Times and attitudes change, of course, so, despite the enduring popularity of the movie version of GWTW (1939), the story is now seen as condescending at best and flat-out bigoted at worst. But Margaret Mitchell never meant for her only book to be considered racist or offensive. To her mind it was a eulogy for a civilization and a way of life now inexorably lost—a way of life still fetishized in that part of the world. Indeed, as she once remarked, she was ten before she realized the South lost. She wanted to examine those people who had what she deemed "gumption" and who, against all odds, manage to survive when their world collapsed. Scarlett O'Hara famously survived and prospered when many of those around her succumbed to despair, wounded pride and spiritual starvation.

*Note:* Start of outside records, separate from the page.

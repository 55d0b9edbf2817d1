//! Application configuration structs
//!
//! Loads configuration from environment variables, honoring a `.env` file
//! when present.

use serde::Deserialize;
use std::env;

/// Main application configuration
#[derive(Debug, Clone, Deserialize)]
pub struct AppConfig {
    pub app: AppSettings,
    pub gateway: ServerConfig,
    pub static_files: StaticConfig,
}

/// General application settings
#[derive(Debug, Clone, Deserialize)]
pub struct AppSettings {
    #[serde(default = "default_app_name")]
    pub name: String,
    #[serde(default = "default_env")]
    pub env: Environment,
}

/// Environment type
#[derive(Debug, Clone, Copy, PartialEq, Eq, Deserialize, Default)]
#[serde(rename_all = "lowercase")]
pub enum Environment {
    #[default]
    Development,
    Staging,
    Production,
}

impl Environment {
    #[must_use]
    pub fn is_production(&self) -> bool {
        matches!(self, Self::Production)
    }

    #[must_use]
    pub fn is_development(&self) -> bool {
        matches!(self, Self::Development)
    }
}

/// Gateway server configuration
#[derive(Debug, Clone, Deserialize)]
pub struct ServerConfig {
    #[serde(default = "default_host")]
    pub host: String,
    #[serde(default = "default_port")]
    pub port: u16,
}

impl ServerConfig {
    #[must_use]
    pub fn address(&self) -> String {
        format!("{}:{}", self.host, self.port)
    }
}

/// Static frontend bundle configuration
#[derive(Debug, Clone, Deserialize)]
pub struct StaticConfig {
    #[serde(default = "default_static_dir")]
    pub dir: String,
}

// Default value functions
fn default_app_name() -> String {
    "collab-server".to_string()
}

fn default_env() -> Environment {
    Environment::Development
}

fn default_host() -> String {
    "0.0.0.0".to_string()
}

fn default_port() -> u16 {
    5000
}

fn default_static_dir() -> String {
    "frontend/dist".to_string()
}

impl AppConfig {
    /// Load configuration from environment variables
    ///
    /// # Errors
    /// Returns an error if a variable is present but unparseable.
    pub fn from_env() -> Result<Self, ConfigError> {
        // Load .env file if present (ignore errors if not found)
        let _ = dotenvy::dotenv();

        Ok(Self {
            app: AppSettings {
                name: env::var("APP_NAME").unwrap_or_else(|_| default_app_name()),
                env: env::var("APP_ENV")
                    .ok()
                    .and_then(|s| match s.to_lowercase().as_str() {
                        "production" => Some(Environment::Production),
                        "staging" => Some(Environment::Staging),
                        "development" => Some(Environment::Development),
                        _ => None,
                    })
                    .unwrap_or_default(),
            },
            gateway: ServerConfig {
                host: env::var("GATEWAY_HOST").unwrap_or_else(|_| default_host()),
                port: match env::var("GATEWAY_PORT") {
                    Ok(s) => s
                        .parse()
                        .map_err(|_| ConfigError::InvalidValue("GATEWAY_PORT", s))?,
                    Err(_) => default_port(),
                },
            },
            static_files: StaticConfig {
                dir: env::var("STATIC_DIR").unwrap_or_else(|_| default_static_dir()),
            },
        })
    }
}

impl Default for AppConfig {
    fn default() -> Self {
        Self {
            app: AppSettings {
                name: default_app_name(),
                env: default_env(),
            },
            gateway: ServerConfig {
                host: default_host(),
                port: default_port(),
            },
            static_files: StaticConfig {
                dir: default_static_dir(),
            },
        }
    }
}

/// Configuration errors
#[derive(Debug, thiserror::Error)]
pub enum ConfigError {
    #[error("Missing required environment variable: {0}")]
    MissingVar(&'static str),

    #[error("Invalid value for {0}: {1}")]
    InvalidValue(&'static str, String),
}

The survival aspect of the story suddenly seems eerily prescient when dropped into post-Katrina New Orleans. While the spirit of New Orleans survived mostly intact, the city is still struggling, still full of crumbling houses, flood lines, empty lots, and literal and figurative ghosts. Architecting draws subtle connections between the Reconstruction after the Civil War, the rebuilding of post-Katrina New Orleans, and other attempted reconstructions. Another one that leaps most notably to mind is the one going on now in Iraq. To paraphrase Rhett Butler, there is more money to be made in the breaking apart of a civilization than in the building of one.
This is an ambitious play, and its true genius lies in the characters created by the TEAM, a group of theatre artists who bonded as freshmen at NYU many years ago. Their Margaret Mitchell is my favorite character—the stereotypical Atlantan with a sugar-sweet voice hiding a spine of steel.

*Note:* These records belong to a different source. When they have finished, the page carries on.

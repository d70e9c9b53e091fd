//! Output writers for converted records.
//!
//! This module handles writing records in the supported formats:
//! - JSON Lines (one object per trace line)
//! - Normalized trace lines (placeholders filled in)
//!
//! and reading JSON Lines output back for validation.

pub mod json;
pub mod trace;

use crate::parser::Record;
use crate::utils::error::OutputError;
use std::io::Write;

// Re-export main functions
pub use json::{read_records, read_records_from, record_to_string, write_json_record};
pub use trace::write_trace_record;

/// Serialization used for every emitted record of a run
#[derive(Debug, Clone, Copy, Default, PartialEq, Eq, clap::ValueEnum)]
pub enum OutputFormat {
    /// One JSON object per line
    #[default]
    Json,
    /// Normalized memtracker trace line
    Trace,
}

/// Write one record followed by a newline
///
/// **Public** - used by both pipelines
pub fn write_record<W: Write>(
    writer: &mut W,
    record: &Record,
    format: OutputFormat,
) -> Result<(), OutputError> {
    match format {
        OutputFormat::Json => write_json_record(writer, record),
        OutputFormat::Trace => write_trace_record(writer, record),
    }
}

The Scarlett O'Hara of the first act is mirrored in the second by a 24-year-old Arkansan who is traveling to New Orleans to compete in the "Miss Scarlett O'Hara" pageant (played by the same actress, of course). The historian's appearances are too few and too brief though the actor playing makes a poetic turn as both Mammy and Ashley Wilkes.
For all the clever postmodern interactions, however, the story itself is one act too long. While the first act is full of energy and surprises, the second act falls flat and fails to capitalize on the quiet poetry of the first. The overall momentum sputters to a halt long before the actual ending. The real reason to see this play is to see the TEAM in action. After all, where else can you see men in corsets dancing to "Dixie?"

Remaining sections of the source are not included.